ACTIVITY »
Every record shown here must be duplicated without change.

DATASET EXTRACT »

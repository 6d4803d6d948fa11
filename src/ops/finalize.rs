use crate::{
  observable::{Observable, Producer},
  sink::Sink,
  subscription::Subscription,
};

pub struct FinalizeOp<Item, Err, F> {
  pub(crate) source: Observable<Item, Err>,
  pub(crate) action: F,
}

impl<Item, Err, F> Producer for FinalizeOp<Item, Err, F>
where
  F: Fn() + Clone + Send + Sync + 'static,
  Item: Send + 'static,
  Err: Send + 'static,
{
  type Item = Item;
  type Err = Err;

  fn run(&self, sink: Sink<Item, Err>) {
    // The action rides the sink's upstream set, so both terminal events and
    // explicit unsubscription release it, exactly once.
    sink.add_upstream(Subscription::from_fn(self.action.clone()));
    self.source.attach(sink.clone(), &sink);
  }
}

impl<Item, Err> Observable<Item, Err>
where
  Item: Send + 'static,
  Err: Send + 'static,
{
  /// Run `action` once when the stream ends for any reason, terminal or
  /// unsubscription.
  pub fn finalize<F>(&self, action: F) -> Observable<Item, Err>
  where
    F: Fn() + Clone + Send + Sync + 'static,
  {
    Observable::from_producer(FinalizeOp { source: self.clone(), action })
  }
}

#[cfg(test)]
mod test {
  use crate::subscription::SubscriptionLike;
  use std::sync::{
    atomic::{AtomicUsize, Ordering},
    Arc,
  };

  use crate::observable::{from_iter, never, throw};

  #[test]
  fn runs_once_on_completion() {
    let count = Arc::new(AtomicUsize::new(0));
    let c = count.clone();
    from_iter::<_, ()>(1..=3)
      .finalize(move || {
        c.fetch_add(1, Ordering::SeqCst);
      })
      .subscribe(|_| {});
    assert_eq!(count.load(Ordering::SeqCst), 1);
  }

  #[test]
  fn runs_once_on_error() {
    let count = Arc::new(AtomicUsize::new(0));
    let c = count.clone();
    throw::<i32, _>("boom")
      .finalize(move || {
        c.fetch_add(1, Ordering::SeqCst);
      })
      .subscribe_err(|_| {}, |_| {});
    assert_eq!(count.load(Ordering::SeqCst), 1);
  }

  #[test]
  fn runs_once_on_unsubscribe() {
    let count = Arc::new(AtomicUsize::new(0));
    let c = count.clone();
    let sub = never::<i32, ()>()
      .finalize(move || {
        c.fetch_add(1, Ordering::SeqCst);
      })
      .subscribe(|_| {});
    assert_eq!(count.load(Ordering::SeqCst), 0);
    sub.unsubscribe();
    sub.unsubscribe();
    assert_eq!(count.load(Ordering::SeqCst), 1);
  }
}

ANSWER BOX »
repository 6d4803d6d948fa11
filename src/ops/finalize.rs
use crate::{
  observable::{Observable, Producer},
  sink::Sink,
  subscription::Subscription,
};

pub struct FinalizeOp<Item, Err, F> {
  pub(crate) source: Observable<Item, Err>,
  pub(crate) action: F,
}

impl<Item, Err, F> Producer for FinalizeOp<Item, Err, F>
where
  F: Fn() + Clone + Send + Sync + 'static,
  Item: Send + 'static,
  Err: Send + 'static,
{
  type Item = Item;
  type Err = Err;

  fn run(&self, sink: Sink<Item, Err>) {
    // The action rides the sink's upstream set, so both terminal events and
    // explicit unsubscription release it, exactly once.
    sink.add_upstream(Subscription::from_fn(self.action.clone()));
    self.source.attach(sink.clone(), &sink);
  }
}

impl<Item, Err> Observable<Item, Err>
where
  Item: Send + 'static,
  Err: Send + 'static,
{
  /// Run `action` once when the stream ends for any reason, terminal or
  /// unsubscription.
  pub fn finalize<F>(&self, action: F) -> Observable<Item, Err>
  where
    F: Fn() + Clone + Send + Sync + 'static,
  {
    Observable::from_producer(FinalizeOp { source: self.clone(), action })
  }
}

#[cfg(test)]
mod test {
  use crate::subscription::SubscriptionLike;
  use std::sync::{
    atomic::{AtomicUsize, Ordering},
    Arc,
  };

  use crate::observable::{from_iter, never, throw};

  #[test]
  fn runs_once_on_completion() {
    let count = Arc::new(AtomicUsize::new(0));
    let c = count.clone();
    from_iter::<_, ()>(1..=3)
      .finalize(move || {
        c.fetch_add(1, Ordering::SeqCst);
      })
      .subscribe(|_| {});
    assert_eq!(count.load(Ordering::SeqCst), 1);
  }

  #[test]
  fn runs_once_on_error() {
    let count = Arc::new(AtomicUsize::new(0));
    let c = count.clone();
    throw::<i32, _>("boom")
      .finalize(move || {
        c.fetch_add(1, Ordering::SeqCst);
      })
      .subscribe_err(|_| {}, |_| {});
    assert_eq!(count.load(Ordering::SeqCst), 1);
  }

  #[test]
  fn runs_once_on_unsubscribe() {
    let count = Arc::new(AtomicUsize::new(0));
    let c = count.clone();
    let sub = never::<i32, ()>()
      .finalize(move || {
        c.fetch_add(1, Ordering::SeqCst);
      })
      .subscribe(|_| {});
    assert_eq!(count.load(Ordering::SeqCst), 0);
    sub.unsubscribe();
    sub.unsubscribe();
    assert_eq!(count.load(Ordering::SeqCst), 1);
  }
}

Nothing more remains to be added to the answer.